Lundi 13 décembre, le pape François recevait la Conférence des évêques de France à Rome. Cette rencontre n’a rien d’inhabituel, mais le menu était chargé : rapport sur les abus sexuels dans l’Eglise et démission de Mgr Aupetit. Face aux difficultés rencontrées par l’Eglise en France, le souverain pontife adopte une attitude jugée mesurée par certains, douteuse par d’autres.
Depuis le Vatican, les soucis de l’Eglise en France semblent dépasser le saint Père. Deux événements récents le manifestent particulièrement. D’abord, la démission de Mgr Aupetit qui déclare au Parisien le 14 décembre que le pape “ a un peu mélangé les éléments de l’histoire ». Les propos de ce dernier dans l’avion qui le ramenait de Grèce le 6 décembre étaient en effet troublants. Autre point d’ambiguïté : la suspension de la réunion avec les membres de la Commission indépendante pour les abus sexuels dans l’Eglise initialement prévue le 9 décembre. S’il est vrai que l’Eglise en France n’est pas la première préoccupation du Vatican, les décisions du saint Siège montrent qu’il ne dispose pas de tous les éléments. En témoignent les propos tenus lors de la réunion du lundi 13 décembre avec les membres de la CEF.
Des propos (d)étonnants sur l’affaire Aupetit
Cette rencontre a été l’occasion pour l’évêque de Rome de revenir sur la démission de l’archevêque de Paris et de réaffirmer sa tristesse à ce propos : « Il nous a simplement dit sa tristesse devant cette situation et la décision qu’il avait dû prendre », rapporte Mgr de Moulins-Beaufort. En effet, Mgr Aupetit a été contraint de présenter sa démission au Vatican après une enquête à son sujet parue dans le Point le 22 novembre dernier, enquête laissant supposer une liaison féminine datant de ses années de vicaire général. Malgré « toute son estime (…) pour l’action pastorale de Mgr Aupetit », le pape n’a eu besoin que de 10 jours pour répondre à sa demande par l’affirmative. Lors de l’audience, il « a redit ce qu’il avait dit dans l’avion, à savoir qu’il avait pris cette décision sur l’autel de l’hypocrisie et non pas de la vérité parce qu’il estimait que le climat qui avait été créé ne permettait pas à Mgr Aupetit de gouverner le diocèse paisiblement », rapporte Mgr de Moulins-Beaufort. Allant jusqu’à donner des détails des gestes qui pouvaient avoir existé entre l’archevêque et la femme en question — de quoi créer un certain malaise chez les fidèles -, le pape reconnaît donc que l’accusation portée contre son évêque est injuste.
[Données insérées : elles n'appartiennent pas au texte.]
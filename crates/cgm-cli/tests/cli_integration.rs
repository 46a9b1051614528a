//! CLI Integration Tests
//!
//! These tests run the `cgm` binary against a throwaway database and
//! configuration directory. The `simulate` tests drive the whole pipeline
//! with a virtual sensor at high speed, so no hardware is involved.
//!
//! ```
//! cargo test --package cgm-cli --test cli_integration
//! ```

use std::path::{Path, PathBuf};
use std::process::{Command, Output};

use tempfile::TempDir;

/// Isolated home for one test: database plus config directory.
struct Sandbox {
    dir: TempDir,
}

impl Sandbox {
    fn new() -> Self {
        Self {
            dir: TempDir::new().expect("Failed to create temp dir"),
        }
    }

    fn database(&self) -> PathBuf {
        self.dir.path().join("data.db")
    }

    fn path(&self) -> &Path {
        self.dir.path()
    }

    /// Run cgm and return its output
    fn run(&self, args: &[&str]) -> Output {
        Command::new(env!("CARGO_BIN_EXE_cgm"))
            .args(args)
            .env("CGM_DATABASE", self.database())
            .env("HOME", self.path())
            .env("XDG_CONFIG_HOME", self.path().join("config"))
            .env("XDG_DATA_HOME", self.path().join("data"))
            .env("NO_COLOR", "1")
            .env_remove("RUST_LOG")
            .output()
            .expect("Failed to run cgm binary")
    }

    fn run_ok(&self, args: &[&str]) -> String {
        let output = self.run(args);
        assert!(
            output.status.success(),
            "cgm {:?} failed: {}",
            args,
            String::from_utf8_lossy(&output.stderr)
        );
        String::from_utf8_lossy(&output.stdout).into_owned()
    }

    fn run_json(&self, args: &[&str]) -> serde_json::Value {
        let stdout = self.run_ok(args);
        serde_json::from_str(&stdout).expect("Output should be valid JSON")
    }

    /// Pair and stream a few simulated minutes into the database.
    fn simulate(&self, minutes: u32) -> String {
        let minutes = minutes.to_string();
        self.run_ok(&[
            "--quiet",
            "simulate",
            "--minutes",
            &minutes,
            "--speed",
            "600",
            "--seed",
            "7",
            "--format",
            "json",
        ])
    }
}

// =============================================================================
// Help and Version Tests
// =============================================================================

#[test]
fn test_help_command() {
    let sandbox = Sandbox::new();
    let stdout = sandbox.run_ok(&["--help"]);

    assert!(stdout.contains("glucose"), "Help should describe the tool");
    for cmd in ["simulate", "status", "history", "calibration", "bg", "reset"] {
        assert!(stdout.contains(cmd), "Help should list {} command", cmd);
    }
}

#[test]
fn test_version_command() {
    let sandbox = Sandbox::new();
    let stdout = sandbox.run_ok(&["--version"]);
    assert!(stdout.contains("cgm"), "Version should contain the binary name");
}

#[test]
fn test_subcommand_help() {
    let sandbox = Sandbox::new();
    for cmd in ["simulate", "status", "history", "calibration", "bg", "reset", "config"] {
        let stdout = sandbox.run_ok(&[cmd, "--help"]);
        assert!(!stdout.is_empty(), "{} --help should produce output", cmd);
    }
}

#[test]
fn test_completions_bash() {
    let sandbox = Sandbox::new();
    let stdout = sandbox.run_ok(&["completions", "bash"]);
    assert!(stdout.contains("cgm"));
}

// =============================================================================
// Config Commands
// =============================================================================

#[test]
fn test_config_path() {
    let sandbox = Sandbox::new();
    let stdout = sandbox.run_ok(&["config", "path"]);
    assert!(stdout.contains("config.toml"));
}

#[test]
fn test_config_init_then_show() {
    let sandbox = Sandbox::new();
    sandbox.run_ok(&["config", "init"]);

    let output = sandbox.run(&["config", "init"]);
    assert!(!output.status.success(), "Second init without --force should fail");

    sandbox.run_ok(&["config", "init", "--force"]);
    let stdout = sandbox.run_ok(&["config", "show"]);
    assert!(stdout.contains("[calibration]"));
    assert!(stdout.contains("horizon_hours"));
}

// =============================================================================
// Offline Commands
// =============================================================================

#[test]
fn test_status_without_sensor() {
    let sandbox = Sandbox::new();
    let stdout = sandbox.run_ok(&["status"]);
    assert!(stdout.contains("No sensor paired"));
    assert!(stdout.contains("no readings"));

    let json = sandbox.run_json(&["status", "--format", "json"]);
    assert!(json["sensor"].is_null());
    assert!(json["latest"].is_null());

    let brief = sandbox.run_ok(&["status", "--brief"]);
    assert_eq!(brief.trim(), "---");
}

#[test]
fn test_blood_glucose_history() {
    let sandbox = Sandbox::new();
    sandbox.run_ok(&["bg", "112"]);
    sandbox.run_ok(&["bg", "98"]);

    let csv = sandbox.run_ok(&["history", "--kind", "blood", "--format", "csv"]);
    let mut lines = csv.lines();
    assert_eq!(
        lines.next(),
        Some("timestamp,glucose_mg_dl,raw_value,minute_change,trend,source,quality")
    );
    let rows: Vec<&str> = lines.collect();
    assert_eq!(rows.len(), 2);
    assert!(rows.iter().all(|row| row.contains(",blood,")));

    let json = sandbox.run_json(&["history", "--kind", "blood", "--format", "json"]);
    let records = json.as_array().expect("History JSON should be an array");
    assert_eq!(records.len(), 2);
    // Newest first by default
    assert_eq!(records[0]["glucose_mg_dl"], 98);
    assert_eq!(records[1]["glucose_mg_dl"], 112);

    let sensor_only = sandbox.run_json(&["history", "--format", "json"]);
    assert_eq!(sensor_only.as_array().map(Vec::len), Some(0));
}

#[test]
fn test_blood_glucose_out_of_range() {
    let sandbox = Sandbox::new();
    let output = sandbox.run(&["bg", "5"]);
    assert!(!output.status.success());
}

#[test]
fn test_history_csv_no_header() {
    let sandbox = Sandbox::new();
    sandbox.run_ok(&["bg", "140"]);
    let csv = sandbox.run_ok(&["history", "--kind", "all", "--format", "csv", "--no-header"]);
    assert_eq!(csv.lines().count(), 1);
    assert!(!csv.starts_with("timestamp"));
}

#[test]
fn test_history_output_file() {
    let sandbox = Sandbox::new();
    sandbox.run_ok(&["bg", "140"]);
    let file = sandbox.path().join("out.json");
    let file_arg = file.to_string_lossy().into_owned();
    sandbox.run_ok(&["history", "--kind", "blood", "--json", "--output", &file_arg]);

    let content = std::fs::read_to_string(&file).expect("Output file should exist");
    let json: serde_json::Value = serde_json::from_str(&content).unwrap();
    assert_eq!(json[0]["source"], "blood");
}

#[test]
fn test_reset_without_sensor() {
    let sandbox = Sandbox::new();
    sandbox.run_ok(&["reset", "--yes"]);
}

#[test]
fn test_calibration_requires_sensor() {
    let sandbox = Sandbox::new();
    let output = sandbox.run(&["calibration", "add", "110"]);
    assert!(!output.status.success());
    let stderr = String::from_utf8_lossy(&output.stderr);
    assert!(stderr.to_lowercase().contains("sensor"));
}

// =============================================================================
// Simulation
// =============================================================================

#[test]
fn test_simulate_streams_events() {
    let sandbox = Sandbox::new();
    let stdout = sandbox.simulate(2);

    let events: Vec<serde_json::Value> = stdout
        .lines()
        .map(|line| serde_json::from_str(line).expect("Each event should be one JSON line"))
        .collect();
    let kinds: Vec<&str> = events.iter().filter_map(|e| e["type"].as_str()).collect();

    assert!(kinds.contains(&"sensor_paired"), "events: {:?}", kinds);
    assert!(kinds.contains(&"glucose_added"), "events: {:?}", kinds);
    assert!(kinds.contains(&"connection_state_changed"), "events: {:?}", kinds);
}

#[test]
fn test_simulate_persists_state() {
    let sandbox = Sandbox::new();
    sandbox.simulate(2);

    let status = sandbox.run_json(&["status", "--format", "json"]);
    assert!(status["sensor"]["serial"].is_string());
    assert!(status["unlock_count"].as_u64().unwrap() >= 1);
    assert!(status["latest"]["glucose_mg_dl"].is_number());

    let history = sandbox.run_json(&["history", "--format", "json"]);
    let records = history.as_array().unwrap();
    assert!(!records.is_empty());
    assert!(records.iter().all(|r| r["source"] == "sensor"));
}

#[test]
fn test_simulate_resumes_paired_sensor() {
    let sandbox = Sandbox::new();
    sandbox.simulate(1);
    let first = sandbox.run_json(&["status", "--format", "json"]);

    let stdout = sandbox.simulate(1);
    assert!(
        !stdout.contains("sensor_paired"),
        "Same sensor should reconnect without pairing"
    );

    let second = sandbox.run_json(&["status", "--format", "json"]);
    assert_eq!(first["sensor"]["serial"], second["sensor"]["serial"]);
    assert!(second["unlock_count"].as_u64() > first["unlock_count"].as_u64());
}

#[test]
fn test_consecutive_simulate_runs_keep_streaming() {
    let sandbox = Sandbox::new();
    sandbox.simulate(3);
    let first = sandbox.run_json(&["history", "--format", "json"]);
    let first = first.as_array().expect("History JSON should be an array");
    assert!(!first.is_empty(), "First run should store sensor values");

    sandbox.simulate(3);
    let second = sandbox.run_json(&["history", "--format", "json"]);
    let second = second.as_array().expect("History JSON should be an array");
    assert!(
        second.len() > first.len(),
        "Second run should append values ({} -> {})",
        first.len(),
        second.len()
    );
    assert_ne!(
        second[0]["timestamp"], first[0]["timestamp"],
        "Newest value should come from the second run"
    );
}

#[test]
fn test_simulate_ephemeral_leaves_database_empty() {
    let sandbox = Sandbox::new();
    sandbox.run_ok(&[
        "--quiet",
        "simulate",
        "--minutes",
        "1",
        "--speed",
        "600",
        "--ephemeral",
        "--format",
        "json",
    ]);

    let status = sandbox.run_json(&["status", "--format", "json"]);
    assert!(status["sensor"].is_null());
}

#[test]
fn test_calibration_after_simulate() {
    let sandbox = Sandbox::new();
    sandbox.simulate(2);

    sandbox.run_ok(&["calibration", "add", "120"]);
    let points = sandbox.run_json(&["calibration", "list", "--format", "json"]);
    let points = points.as_array().expect("Calibration JSON should be an array");
    assert_eq!(points.len(), 1);

    let id = points[0]["id"].as_str().unwrap().to_string();
    sandbox.run_ok(&["calibration", "remove", &id]);
    let points = sandbox.run_json(&["calibration", "list", "--format", "json"]);
    assert_eq!(points.as_array().map(Vec::len), Some(0));
}

#[test]
fn test_reset_after_simulate_keeps_history() {
    let sandbox = Sandbox::new();
    sandbox.simulate(1);
    sandbox.run_ok(&["reset", "--yes"]);

    let status = sandbox.run_json(&["status", "--format", "json"]);
    assert!(status["sensor"].is_null());
    let history = sandbox.run_json(&["history", "--format", "json"]);
    assert!(!history.as_array().unwrap().is_empty());
}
Mais de deux choses l’une. D’abord, s’il y a vraiment eu faute ou ambigüité de la part de l’archevêque, pourquoi regretter sa démission ? Et si au contraire, il est innocent, pourquoi ne pas le défendre ? En outre, il est certain que les détails échappent complètement au pape François qui confond la secrétaire et la paroissienne concernée par l’affaire.
Changement d’agenda pour la commission Sauvé
« Le Saint-Père nous a beaucoup encouragés, nous a beaucoup remerciés. Il a souligné la dignité de notre attitude et de notre manière de prendre en compte le rapport de la Ciase », a déclaré Mgr Éric de Moulins-Beaufort à la suite de son audience avec le pape. Ce rapport choc commandé par la CEF et publié le 5 octobre dernier par la Ciase a donc été salué par le pape qui se montre satisfait des décisions des évêques français. Pourtant, une analyse critique du rapport Sauvé diffusée fin novembre par huit membres de l’Académie catholique de France paraissait avoir freiné le saint Père dans son enthousiasme. En la recevant, il invitait la semaine dernière à la « prudence » sur « l’interprétation » du rapport Sauvé, bien qu’il ne l’ait pas lu. La réunion avec les membres de la Ciase initialement prévue le 9 décembre avait donc été suspendue.
Mais le saint Père n’en a touché mot lors de son audience lundi : « Le pape nous a dit […] qu’il souhaitait tout d’abord nous entendre et s’est montré tout à fait disponible sur le principe de recevoir les membres de la Ciase. Reste maintenant à trouver la date opportune », a déclaré Mgr Éric de Moulins-Beaufort à Rome. Le pape François souhaite vraisemblablement recueillir tous les avis avant de donner la marche à suivre… Les catholiques n’ont plus qu’à espérer qu’elle sera ferme et sans appel quant à l’interprétation du rapport.